[Opening ENTRIES SHOWN section]

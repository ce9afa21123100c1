//! A* search with a Manhattan-distance heuristic.
//!
//! On a 4-connected grid with unit moves the Manhattan heuristic is
//! admissible and consistent, so the first time the goal is popped the
//! path is optimal. Ties on `f` break by insertion sequence (the node
//! pushed first wins) to keep results deterministic.

use std::cmp::Ordering;
use std::collections::{BinaryHeap, HashMap};

use crate::core::Cell;
use crate::grid::MazeGrid;

use super::{build_path, neighbors};

#[derive(Clone, Copy, Debug, PartialEq, Eq)]
struct Node {
    f: u32,
    /// Push sequence number; earlier pushes win among equal `f`.
    seq: u32,
    cell: Cell,
}

impl Ord for Node {
    fn cmp(&self, other: &Self) -> Ordering {
        // Reverse ordering for min-heap behavior.
        other
            .f
            .cmp(&self.f)
            .then_with(|| other.seq.cmp(&self.seq))
    }
}

impl PartialOrd for Node {
    fn partial_cmp(&self, other: &Self) -> Option<Ordering> {
        Some(self.cmp(other))
    }
}

pub(super) fn search(grid: &MazeGrid, start: Cell, end: Cell) -> Option<(Vec<Cell>, usize)> {
    let mut g_score: HashMap<Cell, u32> = HashMap::from([(start, 0)]);
    let mut came_from: HashMap<Cell, Cell> = HashMap::new();
    let mut open = BinaryHeap::new();
    let mut seq = 0u32;
    let mut expanded = 0usize;

    open.push(Node {
        f: start.manhattan(&end),
        seq,
        cell: start,
    });

    while let Some(Node { cell, .. }) = open.pop() {
        if cell == end {
            return Some((build_path(&came_from, end), expanded));
        }
        expanded += 1;

        let g = g_score[&cell];
        for nb in neighbors(grid, cell) {
            let tentative = g + 1;
            if tentative < g_score.get(&nb).copied().unwrap_or(u32::MAX) {
                came_from.insert(nb, cell);
                g_score.insert(nb, tentative);
                seq += 1;
                open.push(Node {
                    f: tentative + nb.manhattan(&end),
                    seq,
                    cell: nb,
                });
            }
        }
    }

    None
}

[Closing ENTRIES SHOWN section]

▶ PROBLEM REQUIREMENTS:
Word for word, retype all of the entries above.

▶ WRITTEN REPLY:
repository ce9afa21123100c1
//! A* search with a Manhattan-distance heuristic.
//!
//! On a 4-connected grid with unit moves the Manhattan heuristic is
//! admissible and consistent, so the first time the goal is popped the
//! path is optimal. Ties on `f` break by insertion sequence (the node
//! pushed first wins) to keep results deterministic.

use std::cmp::Ordering;
use std::collections::{BinaryHeap, HashMap};

use crate::core::Cell;
use crate::grid::MazeGrid;

use super::{build_path, neighbors};

#[derive(Clone, Copy, Debug, PartialEq, Eq)]
struct Node {
    f: u32,
    /// Push sequence number; earlier pushes win among equal `f`.
    seq: u32,
    cell: Cell,
}

impl Ord for Node {
    fn cmp(&self, other: &Self) -> Ordering {
        // Reverse ordering for min-heap behavior.
        other
            .f
            .cmp(&self.f)
            .then_with(|| other.seq.cmp(&self.seq))
    }
}

impl PartialOrd for Node {
    fn partial_cmp(&self, other: &Self) -> Option<Ordering> {
        Some(self.cmp(other))
    }
}

pub(super) fn search(grid: &MazeGrid, start: Cell, end: Cell) -> Option<(Vec<Cell>, usize)> {
    let mut g_score: HashMap<Cell, u32> = HashMap::from([(start, 0)]);
    let mut came_from: HashMap<Cell, Cell> = HashMap::new();
    let mut open = BinaryHeap::new();
    let mut seq = 0u32;
    let mut expanded = 0usize;

    open.push(Node {
        f: start.manhattan(&end),
        seq,
        cell: start,
    });

    while let Some(Node { cell, .. }) = open.pop() {
        if cell == end {
            return Some((build_path(&came_from, end), expanded));
        }
        expanded += 1;

        let g = g_score[&cell];
        for nb in neighbors(grid, cell) {
            let tentative = g + 1;
            if tentative < g_score.get(&nb).copied().unwrap_or(u32::MAX) {
                came_from.insert(nb, cell);
                g_score.insert(nb, tentative);
                seq += 1;
                open.push(Node {
                    f: tentative + nb.manhattan(&end),
                    seq,
                    cell: nb,
                });
            }
        }
    }

    None
}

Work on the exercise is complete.